------ STUDY MATERIAL ------

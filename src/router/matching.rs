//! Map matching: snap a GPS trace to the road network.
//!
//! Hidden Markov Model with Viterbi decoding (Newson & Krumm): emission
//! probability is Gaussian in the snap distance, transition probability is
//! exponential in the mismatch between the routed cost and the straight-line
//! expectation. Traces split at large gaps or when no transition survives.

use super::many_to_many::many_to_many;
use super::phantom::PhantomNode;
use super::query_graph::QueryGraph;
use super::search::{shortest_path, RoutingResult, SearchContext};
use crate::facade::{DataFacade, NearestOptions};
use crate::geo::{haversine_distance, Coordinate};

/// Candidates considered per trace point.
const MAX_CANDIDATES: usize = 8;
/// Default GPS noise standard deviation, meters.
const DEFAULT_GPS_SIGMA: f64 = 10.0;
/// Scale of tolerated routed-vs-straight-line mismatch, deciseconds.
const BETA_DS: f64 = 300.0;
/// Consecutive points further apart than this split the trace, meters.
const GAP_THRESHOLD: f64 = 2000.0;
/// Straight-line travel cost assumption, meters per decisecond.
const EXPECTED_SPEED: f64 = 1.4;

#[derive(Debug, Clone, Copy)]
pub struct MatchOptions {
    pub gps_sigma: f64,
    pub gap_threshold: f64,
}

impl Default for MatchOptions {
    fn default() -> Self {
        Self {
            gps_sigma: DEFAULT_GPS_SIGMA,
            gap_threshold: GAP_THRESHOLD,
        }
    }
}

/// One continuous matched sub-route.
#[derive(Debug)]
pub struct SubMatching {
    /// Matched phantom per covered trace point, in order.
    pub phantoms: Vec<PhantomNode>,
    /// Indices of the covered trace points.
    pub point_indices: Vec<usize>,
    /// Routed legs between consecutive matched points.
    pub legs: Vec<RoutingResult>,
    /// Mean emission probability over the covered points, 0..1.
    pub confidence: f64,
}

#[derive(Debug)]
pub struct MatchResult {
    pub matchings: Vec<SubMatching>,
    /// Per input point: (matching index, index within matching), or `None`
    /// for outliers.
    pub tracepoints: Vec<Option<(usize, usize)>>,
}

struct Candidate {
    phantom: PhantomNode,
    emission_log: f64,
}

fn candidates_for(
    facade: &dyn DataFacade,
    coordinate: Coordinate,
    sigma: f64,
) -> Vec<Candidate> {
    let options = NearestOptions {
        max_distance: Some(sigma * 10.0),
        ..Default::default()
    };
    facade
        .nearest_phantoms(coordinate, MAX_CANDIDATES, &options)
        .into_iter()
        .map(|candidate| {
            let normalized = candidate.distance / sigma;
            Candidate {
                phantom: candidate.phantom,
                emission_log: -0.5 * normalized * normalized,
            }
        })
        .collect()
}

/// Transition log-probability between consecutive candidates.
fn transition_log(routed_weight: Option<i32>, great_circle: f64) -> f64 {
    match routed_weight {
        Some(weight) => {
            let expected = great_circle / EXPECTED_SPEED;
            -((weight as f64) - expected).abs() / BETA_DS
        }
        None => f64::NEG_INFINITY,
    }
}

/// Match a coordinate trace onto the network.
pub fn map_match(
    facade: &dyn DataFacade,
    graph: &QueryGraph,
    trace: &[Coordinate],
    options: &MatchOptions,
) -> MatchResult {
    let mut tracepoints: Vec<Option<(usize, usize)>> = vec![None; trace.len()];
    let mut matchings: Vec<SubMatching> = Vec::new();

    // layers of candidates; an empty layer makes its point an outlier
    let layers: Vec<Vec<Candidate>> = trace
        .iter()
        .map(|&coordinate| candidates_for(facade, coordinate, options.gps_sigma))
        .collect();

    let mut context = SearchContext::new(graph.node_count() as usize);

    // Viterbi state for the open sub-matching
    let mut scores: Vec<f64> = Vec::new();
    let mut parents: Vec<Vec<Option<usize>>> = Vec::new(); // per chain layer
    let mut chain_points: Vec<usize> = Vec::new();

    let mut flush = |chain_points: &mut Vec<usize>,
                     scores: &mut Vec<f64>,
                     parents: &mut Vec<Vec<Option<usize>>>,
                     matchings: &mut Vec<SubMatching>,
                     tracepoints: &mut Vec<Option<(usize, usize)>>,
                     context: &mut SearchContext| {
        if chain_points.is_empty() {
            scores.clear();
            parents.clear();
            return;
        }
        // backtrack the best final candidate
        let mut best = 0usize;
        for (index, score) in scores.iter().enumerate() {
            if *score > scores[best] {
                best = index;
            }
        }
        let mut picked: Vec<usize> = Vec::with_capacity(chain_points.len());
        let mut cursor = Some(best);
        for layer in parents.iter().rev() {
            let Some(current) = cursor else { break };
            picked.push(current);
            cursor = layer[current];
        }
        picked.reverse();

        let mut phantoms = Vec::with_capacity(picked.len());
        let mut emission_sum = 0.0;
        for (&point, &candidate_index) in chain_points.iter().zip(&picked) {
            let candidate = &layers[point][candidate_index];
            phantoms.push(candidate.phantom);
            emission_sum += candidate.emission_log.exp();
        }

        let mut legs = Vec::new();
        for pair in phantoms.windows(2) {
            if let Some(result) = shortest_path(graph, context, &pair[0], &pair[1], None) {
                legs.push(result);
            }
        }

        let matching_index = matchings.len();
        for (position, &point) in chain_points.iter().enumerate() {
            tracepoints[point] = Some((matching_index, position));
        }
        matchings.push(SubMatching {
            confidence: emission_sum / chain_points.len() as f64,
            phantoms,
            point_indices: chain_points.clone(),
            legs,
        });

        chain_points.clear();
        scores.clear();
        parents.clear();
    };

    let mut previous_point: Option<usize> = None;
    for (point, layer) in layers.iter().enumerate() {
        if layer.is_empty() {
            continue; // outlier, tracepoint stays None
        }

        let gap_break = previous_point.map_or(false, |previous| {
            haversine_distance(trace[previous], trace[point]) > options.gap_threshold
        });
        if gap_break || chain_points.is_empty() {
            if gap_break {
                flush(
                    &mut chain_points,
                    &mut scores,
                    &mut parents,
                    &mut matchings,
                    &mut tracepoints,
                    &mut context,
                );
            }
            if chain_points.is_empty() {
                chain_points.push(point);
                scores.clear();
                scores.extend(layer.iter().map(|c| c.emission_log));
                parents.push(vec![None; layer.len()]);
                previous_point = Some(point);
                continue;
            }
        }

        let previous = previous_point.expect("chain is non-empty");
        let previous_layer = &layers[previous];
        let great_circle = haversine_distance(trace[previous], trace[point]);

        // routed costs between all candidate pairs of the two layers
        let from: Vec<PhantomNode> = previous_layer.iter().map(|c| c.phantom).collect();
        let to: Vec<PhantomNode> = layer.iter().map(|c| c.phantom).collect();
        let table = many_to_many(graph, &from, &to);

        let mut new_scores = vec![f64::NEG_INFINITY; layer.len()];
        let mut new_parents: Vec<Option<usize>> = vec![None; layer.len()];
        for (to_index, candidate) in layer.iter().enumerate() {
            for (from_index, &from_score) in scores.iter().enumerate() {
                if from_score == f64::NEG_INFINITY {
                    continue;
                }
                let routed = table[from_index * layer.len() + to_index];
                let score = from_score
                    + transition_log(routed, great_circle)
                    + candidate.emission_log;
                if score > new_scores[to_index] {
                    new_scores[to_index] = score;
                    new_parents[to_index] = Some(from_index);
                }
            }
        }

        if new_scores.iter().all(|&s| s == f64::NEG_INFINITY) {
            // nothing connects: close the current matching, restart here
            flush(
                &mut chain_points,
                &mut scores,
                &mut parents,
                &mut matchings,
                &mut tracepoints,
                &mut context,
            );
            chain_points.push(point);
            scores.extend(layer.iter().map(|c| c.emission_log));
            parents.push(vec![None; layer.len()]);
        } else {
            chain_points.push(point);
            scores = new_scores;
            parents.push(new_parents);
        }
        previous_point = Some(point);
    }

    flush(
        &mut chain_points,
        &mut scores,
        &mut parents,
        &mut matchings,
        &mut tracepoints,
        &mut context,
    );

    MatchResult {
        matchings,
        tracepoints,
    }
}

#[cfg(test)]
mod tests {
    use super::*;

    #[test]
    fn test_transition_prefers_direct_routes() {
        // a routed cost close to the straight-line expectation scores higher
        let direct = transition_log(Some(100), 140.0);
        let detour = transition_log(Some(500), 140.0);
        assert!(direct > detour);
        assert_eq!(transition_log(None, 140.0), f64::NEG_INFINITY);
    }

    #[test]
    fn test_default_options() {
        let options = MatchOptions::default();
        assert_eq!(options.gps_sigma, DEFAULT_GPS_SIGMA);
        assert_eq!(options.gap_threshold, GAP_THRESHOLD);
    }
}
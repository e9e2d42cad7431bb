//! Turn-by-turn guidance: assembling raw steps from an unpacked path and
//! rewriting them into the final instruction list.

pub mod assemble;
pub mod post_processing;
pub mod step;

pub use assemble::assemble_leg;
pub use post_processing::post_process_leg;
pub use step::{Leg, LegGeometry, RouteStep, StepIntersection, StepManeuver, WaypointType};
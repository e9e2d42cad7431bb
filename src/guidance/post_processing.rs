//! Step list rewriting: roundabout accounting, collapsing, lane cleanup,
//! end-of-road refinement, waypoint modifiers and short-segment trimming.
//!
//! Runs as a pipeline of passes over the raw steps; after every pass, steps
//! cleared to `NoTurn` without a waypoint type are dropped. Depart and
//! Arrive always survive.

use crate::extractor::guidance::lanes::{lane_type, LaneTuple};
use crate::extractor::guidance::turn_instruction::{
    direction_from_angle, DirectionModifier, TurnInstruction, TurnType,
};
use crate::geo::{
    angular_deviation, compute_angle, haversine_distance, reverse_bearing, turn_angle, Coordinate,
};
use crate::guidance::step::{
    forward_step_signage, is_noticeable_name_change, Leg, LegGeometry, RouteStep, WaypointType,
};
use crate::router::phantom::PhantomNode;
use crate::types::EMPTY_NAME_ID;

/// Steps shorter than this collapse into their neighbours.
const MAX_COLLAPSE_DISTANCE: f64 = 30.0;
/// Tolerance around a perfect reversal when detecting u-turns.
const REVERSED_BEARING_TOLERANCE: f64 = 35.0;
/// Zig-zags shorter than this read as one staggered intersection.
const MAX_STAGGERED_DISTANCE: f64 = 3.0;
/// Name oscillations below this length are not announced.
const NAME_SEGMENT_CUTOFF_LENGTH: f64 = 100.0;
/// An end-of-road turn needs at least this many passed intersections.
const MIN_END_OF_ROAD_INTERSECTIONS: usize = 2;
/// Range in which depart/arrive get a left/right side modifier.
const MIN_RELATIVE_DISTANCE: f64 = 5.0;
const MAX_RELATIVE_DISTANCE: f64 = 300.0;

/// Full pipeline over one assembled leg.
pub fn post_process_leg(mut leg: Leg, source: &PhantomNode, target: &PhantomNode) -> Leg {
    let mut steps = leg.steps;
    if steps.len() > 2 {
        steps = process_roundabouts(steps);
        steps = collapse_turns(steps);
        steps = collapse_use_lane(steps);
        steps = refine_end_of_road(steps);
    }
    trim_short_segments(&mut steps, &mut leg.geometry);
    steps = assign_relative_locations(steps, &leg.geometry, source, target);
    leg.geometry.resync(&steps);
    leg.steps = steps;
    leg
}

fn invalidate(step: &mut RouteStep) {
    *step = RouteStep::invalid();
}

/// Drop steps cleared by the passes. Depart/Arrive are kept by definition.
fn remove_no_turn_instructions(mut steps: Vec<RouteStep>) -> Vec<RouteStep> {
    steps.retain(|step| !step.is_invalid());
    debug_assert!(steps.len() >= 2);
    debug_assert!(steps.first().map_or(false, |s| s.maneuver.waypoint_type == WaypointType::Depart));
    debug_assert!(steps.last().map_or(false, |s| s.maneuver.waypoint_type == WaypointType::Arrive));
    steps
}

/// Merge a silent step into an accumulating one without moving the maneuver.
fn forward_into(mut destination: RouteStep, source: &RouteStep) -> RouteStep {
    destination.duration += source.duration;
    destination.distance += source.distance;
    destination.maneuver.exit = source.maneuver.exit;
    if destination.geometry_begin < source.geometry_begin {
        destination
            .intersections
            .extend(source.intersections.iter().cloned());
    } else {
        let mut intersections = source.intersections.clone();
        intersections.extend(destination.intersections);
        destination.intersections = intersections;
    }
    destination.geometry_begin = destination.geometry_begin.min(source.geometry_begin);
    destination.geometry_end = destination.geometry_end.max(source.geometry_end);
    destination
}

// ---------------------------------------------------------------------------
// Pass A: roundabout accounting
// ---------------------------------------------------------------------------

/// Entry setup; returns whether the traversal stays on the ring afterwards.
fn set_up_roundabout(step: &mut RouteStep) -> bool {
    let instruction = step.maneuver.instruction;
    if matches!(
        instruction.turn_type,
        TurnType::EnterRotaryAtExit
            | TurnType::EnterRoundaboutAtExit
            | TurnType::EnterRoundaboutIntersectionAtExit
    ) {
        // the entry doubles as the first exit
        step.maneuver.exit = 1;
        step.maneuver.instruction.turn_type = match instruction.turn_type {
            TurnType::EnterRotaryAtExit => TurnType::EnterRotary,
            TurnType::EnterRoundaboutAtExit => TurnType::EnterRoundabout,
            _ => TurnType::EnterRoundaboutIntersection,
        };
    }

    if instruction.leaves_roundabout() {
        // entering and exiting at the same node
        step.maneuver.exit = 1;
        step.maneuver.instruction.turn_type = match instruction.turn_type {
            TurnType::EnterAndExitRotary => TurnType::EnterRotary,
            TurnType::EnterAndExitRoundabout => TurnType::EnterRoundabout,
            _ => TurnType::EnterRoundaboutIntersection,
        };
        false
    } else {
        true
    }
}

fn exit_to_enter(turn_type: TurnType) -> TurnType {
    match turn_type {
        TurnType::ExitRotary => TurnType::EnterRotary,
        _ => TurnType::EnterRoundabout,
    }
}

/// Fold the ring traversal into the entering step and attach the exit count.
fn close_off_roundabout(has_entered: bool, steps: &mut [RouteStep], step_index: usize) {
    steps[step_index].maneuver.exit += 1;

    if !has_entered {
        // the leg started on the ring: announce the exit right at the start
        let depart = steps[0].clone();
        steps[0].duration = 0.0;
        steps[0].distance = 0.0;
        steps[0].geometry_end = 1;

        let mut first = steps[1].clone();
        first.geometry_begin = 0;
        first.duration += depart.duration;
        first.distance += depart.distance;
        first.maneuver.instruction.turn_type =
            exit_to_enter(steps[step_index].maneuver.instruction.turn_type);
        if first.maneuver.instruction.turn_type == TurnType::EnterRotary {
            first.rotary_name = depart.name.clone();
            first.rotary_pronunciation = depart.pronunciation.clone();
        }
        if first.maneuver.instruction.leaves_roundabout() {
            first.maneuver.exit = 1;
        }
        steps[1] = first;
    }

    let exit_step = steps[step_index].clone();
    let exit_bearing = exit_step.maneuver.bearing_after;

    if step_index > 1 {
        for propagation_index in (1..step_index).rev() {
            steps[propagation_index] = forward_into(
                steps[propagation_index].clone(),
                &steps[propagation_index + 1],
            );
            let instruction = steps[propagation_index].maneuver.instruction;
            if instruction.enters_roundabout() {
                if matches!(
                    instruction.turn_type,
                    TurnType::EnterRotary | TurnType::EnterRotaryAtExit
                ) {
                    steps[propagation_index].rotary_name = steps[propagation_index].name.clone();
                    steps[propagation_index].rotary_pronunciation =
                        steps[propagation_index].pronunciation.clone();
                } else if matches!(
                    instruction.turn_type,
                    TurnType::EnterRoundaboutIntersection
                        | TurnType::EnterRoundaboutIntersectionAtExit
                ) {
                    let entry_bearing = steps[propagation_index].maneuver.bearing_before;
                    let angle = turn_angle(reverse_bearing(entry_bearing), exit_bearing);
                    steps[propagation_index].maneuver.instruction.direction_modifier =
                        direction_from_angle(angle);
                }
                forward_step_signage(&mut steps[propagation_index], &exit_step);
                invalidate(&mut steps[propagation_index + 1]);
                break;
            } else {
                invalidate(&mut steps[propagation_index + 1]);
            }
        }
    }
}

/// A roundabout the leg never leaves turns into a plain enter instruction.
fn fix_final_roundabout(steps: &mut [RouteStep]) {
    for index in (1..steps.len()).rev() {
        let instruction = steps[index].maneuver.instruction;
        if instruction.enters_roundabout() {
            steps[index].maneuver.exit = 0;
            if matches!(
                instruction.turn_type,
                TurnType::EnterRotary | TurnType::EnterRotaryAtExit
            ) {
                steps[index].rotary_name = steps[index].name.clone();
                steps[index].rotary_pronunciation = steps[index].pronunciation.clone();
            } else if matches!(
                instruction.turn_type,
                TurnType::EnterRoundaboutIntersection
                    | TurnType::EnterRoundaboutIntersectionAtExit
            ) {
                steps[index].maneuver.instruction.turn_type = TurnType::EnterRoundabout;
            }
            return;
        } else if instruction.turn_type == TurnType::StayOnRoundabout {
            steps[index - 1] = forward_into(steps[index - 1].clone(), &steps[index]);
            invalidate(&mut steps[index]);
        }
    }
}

------

▶ **WHAT IS NEEDED**
Among the entries above, how many lines include "confidence"? State the number and nothing else.

▶ **SOLUTION TO THIS TASK**
2